Picking a name more or less at random from a list of 450 diarists (so far), I chose Dora Carrington. There isn't a vast amount of info provided, and it is not cheerful, because it seems that the lady's diary records how she decided to kill herself. Nevertheless, the Diary Junction would be a useful starting point for a researcher.
As for Paul Lyons's other work, he does give us links to his novel Kip Fenn -- Reflections, and to some of his other fiction and non-fiction projects. See what I mean? All you have to do to get readers for your blog/book is be able and willing to put in hundreds of hours of work on (a) your book, and (b) a web site which provides useful information. Quite simple really. Then you get to be rich and famous. Maybe.
Meanwhile Bill Liversidge points out that his View from the Pundy House, which I mentioned on Tuesday, contains a piece called Bird Flew Virus, in which he outlines his viral marketing campaign. This lists a number of bloggers, and one of them, Gaping Void, offers a link to an article by Kathy Sierra. This discusses the old way of doing marketing compared with the new way.

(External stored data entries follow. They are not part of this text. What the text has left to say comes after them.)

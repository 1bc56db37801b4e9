//! Method + path pattern matching with path variables; longest-match wins.
//!
//! Patterns are always matched against the *full* request path: this
//! implementation does not give `{$}` any behavior beyond documenting intent,
//! since `GET /index` must 404 when only `/` is registered, ruling out
//! treating a trailing-slash pattern as a subtree/prefix match. Because of
//! that, `{$}` never changes which concrete paths a pattern matches, so two
//! patterns that agree on `segments` but disagree on `exact_end` (`/blog` vs
//! `/blog/{$}`) describe the same route and are rejected as a duplicate
//! registration rather than silently coexisting. See `DESIGN.md`.

use crate::error::RouteError;
use crate::http::Method;

#[derive(Debug, Clone, PartialEq, Eq)]
pub enum Segment {
    Literal(String),
    Var(String),
}

/// A parsed route pattern's path half (grammar only, minus method).
#[derive(Debug, Clone)]
pub struct RoutePattern {
    pub segments: Vec<Segment>,
    pub exact_end: bool,
    pub raw: String,
}

impl RoutePattern {
    /// Parses the `path` half of a route pattern: `(segment "/")* (segment |
    /// "{$}")`.
    pub fn parse(path: &str) -> Result<Self, RouteError> {
        if !path.starts_with('/') {
            return Err(RouteError::EmptySegment);
        }
        let raw = path.to_string();
        let trimmed = path.trim_start_matches('/');
        if trimmed.is_empty() {
            return Ok(RoutePattern { segments: Vec::new(), exact_end: false, raw });
        }
        let parts: Vec<&str> = trimmed.split('/').collect();
        let mut segments = Vec::with_capacity(parts.len());
        let mut exact_end = false;
        for (i, part) in parts.iter().enumerate() {
            let is_last = i + 1 == parts.len();
            if *part == "{$}" {
                if !is_last {
                    return Err(RouteError::MisplacedEndAnchor);
                }
                exact_end = true;
                continue;
            }
            if part.is_empty() {
                return Err(RouteError::EmptySegment);
            }
            if let Some(name) = part.strip_prefix('{').and_then(|s| s.strip_suffix('}')) {
                if name.is_empty() {
                    return Err(RouteError::EmptyVariableName(part.to_string()));
                }
                segments.push(Segment::Var(name.to_string()));
            } else {
                segments.push(Segment::Literal(part.to_string()));
            }
        }
        Ok(RoutePattern { segments, exact_end, raw })
    }

    /// Number of literal segments; used to break ties between patterns that
    /// could both match the same concrete path (more literals wins).
    fn specificity(&self) -> usize {
        self.segments
            .iter()
            .filter(|s| matches!(s, Segment::Literal(_)))
            .count()
    }

    fn matches<'p>(&self, path_segments: &[&'p str]) -> Option<Vec<(&str, &'p str)>> {
        if path_segments.len() != self.segments.len() {
            return None;
        }
        let mut vars = Vec::new();
        for (pattern_seg, actual) in self.segments.iter().zip(path_segments.iter()) {
            match pattern_seg {
                Segment::Literal(lit) => {
                    if lit != actual {
                        return None;
                    }
                }
                Segment::Var(name) => vars.push((name.as_str(), *actual)),
            }
        }
        Some(vars)
    }
}

/// Parses a known HTTP method token, or `SSE`, which is translated to a GET
/// route installed with the streaming handler.
#[derive(Debug, Clone, Copy, PartialEq, Eq)]
pub enum RouteMethod {
    Get,
    Post,
    Put,
    Patch,
    Delete,
    Sse,
}

impl RouteMethod {
    pub fn parse(token: &str) -> Option<Self> {
        Some(match token {
            "GET" => RouteMethod::Get,
            "POST" => RouteMethod::Post,
            "PUT" => RouteMethod::Put,
            "PATCH" => RouteMethod::Patch,
            "DELETE" => RouteMethod::Delete,
            "SSE" => RouteMethod::Sse,
            _ => return None,
        })
    }

    /// The method a request must carry to reach this route; `SSE` installs
    /// under `GET`.
    pub fn http_method(self) -> Method {
        match self {
            RouteMethod::Get | RouteMethod::Sse => Method::GET,
            RouteMethod::Post => Method::POST,
            RouteMethod::Put => Method::PUT,
            RouteMethod::Patch => Method::PATCH,
            RouteMethod::Delete => Method::DELETE,
        }
    }

    pub fn is_streaming(self) -> bool {
        matches!(self, RouteMethod::Sse)
    }
}

/// Splits a `"METHOD path"` template name into its method and pattern; a
/// template name that doesn't start with a known method token isn't a route
/// at all — it remains invocable by name but is not routed.
pub fn split_named_route(name: &str) -> Option<(RouteMethod, &str)> {
    let (token, rest) = name.split_once(' ')?;
    let method = RouteMethod::parse(token)?;
    Some((method, rest))
}

/// One entry in a [`Router`]: a parsed pattern plus the opaque handler id it
/// installs.
#[derive(Debug, Clone)]
struct RouteEntry<H> {
    pattern: RoutePattern,
    handler: H,
}

/// Method-bucketed collection of routes with longest-match (most-specific)
/// lookup.
#[derive(Debug, Clone, Default)]
pub struct Router<H> {
    routes: Vec<(Method, RouteEntry<H>)>,
}

impl<H: Clone> Router<H> {
    pub fn new() -> Self {
        Self { routes: Vec::new() }
    }

    /// Registers a route. Returns the raw pattern string of a prior
    /// registration if this exact (method, pattern) collides, letting the
    /// caller turn it into a `BuildError::DuplicateRoute`. `exact_end` is
    /// deliberately excluded from the collision key: `matches` never
    /// consults it, so `/blog` and `/blog/{$}` already match exactly the
    /// same concrete paths and must be caught here rather than left to
    /// coexist as an order-dependent ambiguity.
    pub fn register(&mut self, method: Method, pattern: RoutePattern, handler: H) -> Option<String> {
        for (m, entry) in &self.routes {
            if *m == method && entry.pattern.segments == pattern.segments {
                return Some(entry.pattern.raw.clone());
            }
        }
        self.routes.push((method, RouteEntry { pattern, handler }));
        None
    }

    /// Finds the most specific route matching `method`/`path`, along with
    /// the path variables it captured.
    pub fn route<'p>(&self, method: &Method, path: &'p str) -> Option<(&H, Vec<(String, String)>)> {
        let path_segments: Vec<&str> = if path == "/" {
            Vec::new()
        } else {
            path.trim_start_matches('/').split('/').collect()
        };
        let mut best: Option<(usize, &H, Vec<(&str, &str)>)> = None;
        for (m, entry) in &self.routes {
            if m != method {
                continue;
            }
            if let Some(vars) = entry.pattern.matches(&path_segments) {
                let score = entry.pattern.specificity();
                if best.as_ref().map(|(s, ..)| score > *s).unwrap_or(true) {
                    best = Some((score, &entry.handler, vars));
                }
            }
        }
        best.map(|(_, h, vars)| {
            (
                h,
                vars.into_iter()
                    .map(|(k, v)| (k.to_string(), v.to_string()))
                    .collect(),
            )
        })
    }
}

#[cfg(test)]
mod tests {
    use super::*;

    #[test]
    fn parses_literal_and_var_segments() {
        let p = RoutePattern::parse("/contact/{id}").unwrap();
        assert_eq!(
            p.segments,
            vec![Segment::Literal("contact".into()), Segment::Var("id".into())]
        );
        assert!(!p.exact_end);
    }

    #[test]
    fn parses_end_anchor() {
        let p = RoutePattern::parse("/blog/{$}").unwrap();
        assert_eq!(p.segments, vec![Segment::Literal("blog".into())]);
        assert!(p.exact_end);
    }

    #[test]
    fn rejects_misplaced_end_anchor() {
        assert!(matches!(
            RoutePattern::parse("/{$}/more"),
            Err(RouteError::MisplacedEndAnchor)
        ));
    }

    #[test]
    fn root_path_has_no_segments() {
        let p = RoutePattern::parse("/").unwrap();
        assert!(p.segments.is_empty());
    }

    #[test]
    fn longest_match_prefers_literal_over_variable() {
        let mut router: Router<&'static str> = Router::new();
        router.register(Method::GET, RoutePattern::parse("/a/{id}").unwrap(), "var");
        router.register(Method::GET, RoutePattern::parse("/a/b").unwrap(), "literal");
        let (handler, vars) = router.route(&Method::GET, "/a/b").unwrap();
        assert_eq!(*handler, "literal");
        assert!(vars.is_empty());
    }

    #[test]
    fn captures_path_variables() {
        let mut router: Router<&'static str> = Router::new();
        router.register(Method::DELETE, RoutePattern::parse("/contact/{id}").unwrap(), "delete");
        let (handler, vars) = router.route(&Method::DELETE, "/contact/42").unwrap();
        assert_eq!(*handler, "delete");
        assert_eq!(vars, vec![("id".to_string(), "42".to_string())]);
    }

    #[test]
    fn root_index_does_not_match_other_paths() {
        let mut router: Router<&'static str> = Router::new();
        router.register(Method::GET, RoutePattern::parse("/").unwrap(), "index");
        assert!(router.route(&Method::GET, "/").is_some());
        assert!(router.route(&Method::GET, "/index").is_none());
    }

    #[test]
    fn duplicate_registration_is_reported() {
        let mut router: Router<&'static str> = Router::new();
        assert!(router
            .register(Method::GET, RoutePattern::parse("/x").unwrap(), "first")
            .is_none());
        assert_eq!(
            router.register(Method::GET, RoutePattern::parse("/x").unwrap(), "second"),
            Some("/x".to_string())
        );
    }

    #[test]
    fn end_anchor_spelling_is_a_duplicate_of_the_bare_pattern() {
        let mut router: Router<&'static str> = Router::new();
        assert!(router
            .register(Method::GET, RoutePattern::parse("/x").unwrap(), "bare")
            .is_none());
        assert_eq!(
            router.register(Method::GET, RoutePattern::parse("/x/{$}").unwrap(), "anchored"),
            Some("/x".to_string())
        );
    }
}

Several of these new ways seem to me to concentrate on an aspect which is easily overlooked by independent publishers -- as I shall now call them -- and it's this. It's the product, stupid. Product, product, product.
It is possible for an entirely unknown pop group to record something which they make available on the net, and when people hear it they say -- within five seconds -- WOW! What is THAT?!! I've got to hear that again!
So the secret of becoming a big-time writer and making lots of dosh as an independent is to write something that has the same effect. And that's hard. As we have all discovered.